#### Supplied records
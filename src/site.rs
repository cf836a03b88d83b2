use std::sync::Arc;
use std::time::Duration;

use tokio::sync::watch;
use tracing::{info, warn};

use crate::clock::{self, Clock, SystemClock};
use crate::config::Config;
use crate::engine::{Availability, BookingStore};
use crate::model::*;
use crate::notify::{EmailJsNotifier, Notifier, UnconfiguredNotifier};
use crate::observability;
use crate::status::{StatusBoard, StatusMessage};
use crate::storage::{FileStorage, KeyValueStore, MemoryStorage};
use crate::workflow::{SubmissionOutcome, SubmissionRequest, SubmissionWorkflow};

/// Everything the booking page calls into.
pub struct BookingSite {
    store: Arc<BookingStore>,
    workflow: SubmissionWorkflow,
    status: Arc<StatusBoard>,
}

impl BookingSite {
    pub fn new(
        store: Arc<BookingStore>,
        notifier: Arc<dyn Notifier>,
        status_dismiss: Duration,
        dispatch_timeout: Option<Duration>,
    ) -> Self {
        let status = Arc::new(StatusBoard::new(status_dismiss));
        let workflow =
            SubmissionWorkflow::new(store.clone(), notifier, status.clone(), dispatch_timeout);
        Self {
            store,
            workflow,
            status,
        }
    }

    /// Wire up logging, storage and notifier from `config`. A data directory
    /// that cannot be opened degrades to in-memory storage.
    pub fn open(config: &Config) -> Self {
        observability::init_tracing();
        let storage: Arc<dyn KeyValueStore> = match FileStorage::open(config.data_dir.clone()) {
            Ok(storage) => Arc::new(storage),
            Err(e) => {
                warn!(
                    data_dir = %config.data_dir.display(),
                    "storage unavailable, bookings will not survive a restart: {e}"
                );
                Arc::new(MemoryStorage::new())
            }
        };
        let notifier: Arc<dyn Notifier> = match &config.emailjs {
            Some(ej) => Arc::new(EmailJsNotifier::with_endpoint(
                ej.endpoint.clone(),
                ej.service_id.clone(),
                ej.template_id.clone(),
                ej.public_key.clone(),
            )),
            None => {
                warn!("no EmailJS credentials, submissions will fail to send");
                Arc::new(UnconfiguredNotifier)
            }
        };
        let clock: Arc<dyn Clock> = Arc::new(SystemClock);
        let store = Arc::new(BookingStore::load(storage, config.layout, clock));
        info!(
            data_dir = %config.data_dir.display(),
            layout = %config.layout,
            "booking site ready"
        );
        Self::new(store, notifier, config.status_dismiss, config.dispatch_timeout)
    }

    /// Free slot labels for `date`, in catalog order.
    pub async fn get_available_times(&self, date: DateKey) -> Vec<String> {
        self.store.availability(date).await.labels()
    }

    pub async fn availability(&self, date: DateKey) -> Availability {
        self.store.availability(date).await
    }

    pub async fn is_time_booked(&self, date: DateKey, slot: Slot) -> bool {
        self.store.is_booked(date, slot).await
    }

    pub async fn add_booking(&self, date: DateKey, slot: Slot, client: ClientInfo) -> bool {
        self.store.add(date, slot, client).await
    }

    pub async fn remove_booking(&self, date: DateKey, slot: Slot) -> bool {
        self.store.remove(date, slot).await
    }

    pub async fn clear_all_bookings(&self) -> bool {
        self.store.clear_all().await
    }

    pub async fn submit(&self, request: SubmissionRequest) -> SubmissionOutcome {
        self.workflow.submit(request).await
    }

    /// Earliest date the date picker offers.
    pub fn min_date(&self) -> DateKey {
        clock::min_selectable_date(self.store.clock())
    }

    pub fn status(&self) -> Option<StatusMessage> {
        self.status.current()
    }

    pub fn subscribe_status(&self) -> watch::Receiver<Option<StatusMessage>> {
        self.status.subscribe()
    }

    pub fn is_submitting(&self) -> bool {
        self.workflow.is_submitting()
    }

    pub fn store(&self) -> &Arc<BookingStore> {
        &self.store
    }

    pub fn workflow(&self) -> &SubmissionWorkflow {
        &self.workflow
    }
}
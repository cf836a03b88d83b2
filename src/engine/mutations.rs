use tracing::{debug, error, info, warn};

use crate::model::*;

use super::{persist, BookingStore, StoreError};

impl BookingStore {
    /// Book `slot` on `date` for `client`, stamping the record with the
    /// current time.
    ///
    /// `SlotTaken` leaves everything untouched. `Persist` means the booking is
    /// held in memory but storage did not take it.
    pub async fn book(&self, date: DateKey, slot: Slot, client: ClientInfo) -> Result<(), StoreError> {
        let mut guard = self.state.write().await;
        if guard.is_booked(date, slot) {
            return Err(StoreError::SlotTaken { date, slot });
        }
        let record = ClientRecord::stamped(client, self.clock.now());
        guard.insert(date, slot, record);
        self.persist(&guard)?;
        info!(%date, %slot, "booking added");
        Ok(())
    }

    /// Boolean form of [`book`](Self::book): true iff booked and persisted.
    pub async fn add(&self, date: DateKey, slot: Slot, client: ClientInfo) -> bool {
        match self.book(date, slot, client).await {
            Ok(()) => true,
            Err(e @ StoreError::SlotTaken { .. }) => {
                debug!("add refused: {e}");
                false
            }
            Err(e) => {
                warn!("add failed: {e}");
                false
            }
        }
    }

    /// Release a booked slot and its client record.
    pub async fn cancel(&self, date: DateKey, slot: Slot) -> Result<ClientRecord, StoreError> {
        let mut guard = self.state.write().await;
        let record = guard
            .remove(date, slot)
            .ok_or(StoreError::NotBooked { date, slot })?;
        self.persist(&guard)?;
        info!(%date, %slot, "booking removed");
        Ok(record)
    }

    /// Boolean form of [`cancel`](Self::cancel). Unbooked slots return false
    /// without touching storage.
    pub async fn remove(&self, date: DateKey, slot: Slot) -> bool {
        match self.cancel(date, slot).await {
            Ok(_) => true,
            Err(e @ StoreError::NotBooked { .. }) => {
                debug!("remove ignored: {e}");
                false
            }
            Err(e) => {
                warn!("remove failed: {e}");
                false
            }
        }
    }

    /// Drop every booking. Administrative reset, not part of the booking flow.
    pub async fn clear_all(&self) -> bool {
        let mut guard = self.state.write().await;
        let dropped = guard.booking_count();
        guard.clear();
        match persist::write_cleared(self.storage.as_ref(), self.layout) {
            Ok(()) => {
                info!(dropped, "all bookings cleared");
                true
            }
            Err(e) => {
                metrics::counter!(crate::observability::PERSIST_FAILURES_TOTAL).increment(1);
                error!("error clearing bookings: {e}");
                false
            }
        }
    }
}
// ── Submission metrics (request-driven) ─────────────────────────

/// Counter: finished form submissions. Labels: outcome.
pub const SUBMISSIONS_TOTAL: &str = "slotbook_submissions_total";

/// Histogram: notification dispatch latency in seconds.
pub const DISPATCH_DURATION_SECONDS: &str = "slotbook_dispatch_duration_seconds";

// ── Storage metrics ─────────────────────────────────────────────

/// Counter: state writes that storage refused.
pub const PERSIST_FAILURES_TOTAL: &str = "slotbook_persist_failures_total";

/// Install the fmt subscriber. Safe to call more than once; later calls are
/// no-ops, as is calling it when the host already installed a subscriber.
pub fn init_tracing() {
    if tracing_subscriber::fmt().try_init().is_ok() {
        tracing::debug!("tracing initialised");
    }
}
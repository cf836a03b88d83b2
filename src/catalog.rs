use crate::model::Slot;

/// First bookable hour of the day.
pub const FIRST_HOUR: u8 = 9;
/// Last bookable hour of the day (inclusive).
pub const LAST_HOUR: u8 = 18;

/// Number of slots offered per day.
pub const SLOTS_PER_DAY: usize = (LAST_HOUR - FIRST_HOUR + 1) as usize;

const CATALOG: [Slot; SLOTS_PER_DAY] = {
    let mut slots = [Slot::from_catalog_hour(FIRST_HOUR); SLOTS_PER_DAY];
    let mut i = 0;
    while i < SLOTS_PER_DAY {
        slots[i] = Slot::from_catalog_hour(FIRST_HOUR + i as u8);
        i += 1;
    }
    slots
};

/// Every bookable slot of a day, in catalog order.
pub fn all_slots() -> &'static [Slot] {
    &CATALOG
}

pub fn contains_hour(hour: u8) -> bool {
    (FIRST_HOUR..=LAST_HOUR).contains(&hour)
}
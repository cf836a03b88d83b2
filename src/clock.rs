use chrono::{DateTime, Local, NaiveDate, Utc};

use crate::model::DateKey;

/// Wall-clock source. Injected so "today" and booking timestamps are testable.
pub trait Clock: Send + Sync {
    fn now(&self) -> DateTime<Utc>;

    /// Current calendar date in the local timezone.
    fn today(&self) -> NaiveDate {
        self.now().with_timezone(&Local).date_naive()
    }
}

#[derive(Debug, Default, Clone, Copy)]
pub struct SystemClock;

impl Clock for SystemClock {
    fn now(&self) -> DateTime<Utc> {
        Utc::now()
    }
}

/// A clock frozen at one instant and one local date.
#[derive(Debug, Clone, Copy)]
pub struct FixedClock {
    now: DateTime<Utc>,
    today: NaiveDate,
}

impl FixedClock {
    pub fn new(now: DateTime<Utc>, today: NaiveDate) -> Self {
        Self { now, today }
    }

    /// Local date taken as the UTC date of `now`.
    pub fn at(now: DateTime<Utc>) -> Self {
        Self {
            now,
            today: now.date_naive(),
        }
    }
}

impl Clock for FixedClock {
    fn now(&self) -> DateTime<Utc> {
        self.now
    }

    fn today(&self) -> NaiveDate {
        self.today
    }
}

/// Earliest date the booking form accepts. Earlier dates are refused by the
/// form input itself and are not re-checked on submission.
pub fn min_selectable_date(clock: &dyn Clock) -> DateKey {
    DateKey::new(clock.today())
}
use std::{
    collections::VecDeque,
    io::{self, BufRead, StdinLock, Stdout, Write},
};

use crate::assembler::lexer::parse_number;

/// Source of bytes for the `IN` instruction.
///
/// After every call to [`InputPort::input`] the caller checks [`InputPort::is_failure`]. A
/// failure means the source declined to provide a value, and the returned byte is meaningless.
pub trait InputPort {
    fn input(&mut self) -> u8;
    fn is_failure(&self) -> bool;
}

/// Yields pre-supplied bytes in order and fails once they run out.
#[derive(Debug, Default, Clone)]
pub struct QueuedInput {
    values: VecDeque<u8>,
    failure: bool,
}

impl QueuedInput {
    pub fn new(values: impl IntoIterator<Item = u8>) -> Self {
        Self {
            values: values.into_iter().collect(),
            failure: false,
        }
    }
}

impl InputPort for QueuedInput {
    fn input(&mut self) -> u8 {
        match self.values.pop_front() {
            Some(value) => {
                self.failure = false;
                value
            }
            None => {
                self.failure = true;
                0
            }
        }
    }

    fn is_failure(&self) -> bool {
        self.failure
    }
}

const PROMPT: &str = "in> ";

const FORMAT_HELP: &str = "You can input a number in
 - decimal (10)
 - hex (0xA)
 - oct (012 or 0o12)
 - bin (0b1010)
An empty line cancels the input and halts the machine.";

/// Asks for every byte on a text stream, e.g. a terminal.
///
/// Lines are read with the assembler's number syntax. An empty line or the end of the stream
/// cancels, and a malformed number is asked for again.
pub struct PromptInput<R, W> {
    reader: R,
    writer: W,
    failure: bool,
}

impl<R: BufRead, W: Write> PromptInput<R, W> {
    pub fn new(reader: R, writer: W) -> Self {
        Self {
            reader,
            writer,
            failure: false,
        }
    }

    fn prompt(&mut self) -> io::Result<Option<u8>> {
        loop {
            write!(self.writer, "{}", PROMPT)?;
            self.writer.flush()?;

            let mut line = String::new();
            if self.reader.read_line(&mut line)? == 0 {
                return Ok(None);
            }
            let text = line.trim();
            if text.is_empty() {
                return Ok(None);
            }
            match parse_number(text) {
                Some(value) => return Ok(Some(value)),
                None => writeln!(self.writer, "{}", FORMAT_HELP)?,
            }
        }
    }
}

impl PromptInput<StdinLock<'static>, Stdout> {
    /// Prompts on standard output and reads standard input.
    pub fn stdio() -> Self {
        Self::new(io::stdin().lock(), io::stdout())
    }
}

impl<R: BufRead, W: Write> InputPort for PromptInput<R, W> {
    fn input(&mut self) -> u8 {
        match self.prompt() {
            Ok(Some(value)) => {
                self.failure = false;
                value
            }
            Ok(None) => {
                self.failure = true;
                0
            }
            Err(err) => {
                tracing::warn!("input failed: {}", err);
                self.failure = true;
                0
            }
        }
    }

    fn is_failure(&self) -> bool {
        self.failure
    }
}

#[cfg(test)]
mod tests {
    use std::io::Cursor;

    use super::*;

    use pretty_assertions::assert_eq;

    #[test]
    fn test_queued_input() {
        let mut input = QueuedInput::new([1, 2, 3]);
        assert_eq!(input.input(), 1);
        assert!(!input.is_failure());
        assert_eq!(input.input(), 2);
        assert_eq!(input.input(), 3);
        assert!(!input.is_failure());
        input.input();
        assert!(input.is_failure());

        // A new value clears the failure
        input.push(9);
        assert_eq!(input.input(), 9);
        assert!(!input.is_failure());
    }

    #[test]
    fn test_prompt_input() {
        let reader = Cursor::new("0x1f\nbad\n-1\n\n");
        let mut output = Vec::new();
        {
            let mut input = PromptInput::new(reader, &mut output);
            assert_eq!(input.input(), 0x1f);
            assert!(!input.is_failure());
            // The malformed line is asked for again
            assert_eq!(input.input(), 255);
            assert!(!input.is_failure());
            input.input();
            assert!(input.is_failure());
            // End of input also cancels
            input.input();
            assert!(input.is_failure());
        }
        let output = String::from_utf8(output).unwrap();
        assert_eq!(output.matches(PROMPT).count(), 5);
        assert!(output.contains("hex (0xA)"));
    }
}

#### Brief
For every line above that includes the string "KeyValueStore", copy the line.

#### Answer to this task
use crate::storage::{FileStorage, KeyValueStore, MemoryStorage};
        let storage: Arc<dyn KeyValueStore> = match FileStorage::open(config.data_dir.clone()) {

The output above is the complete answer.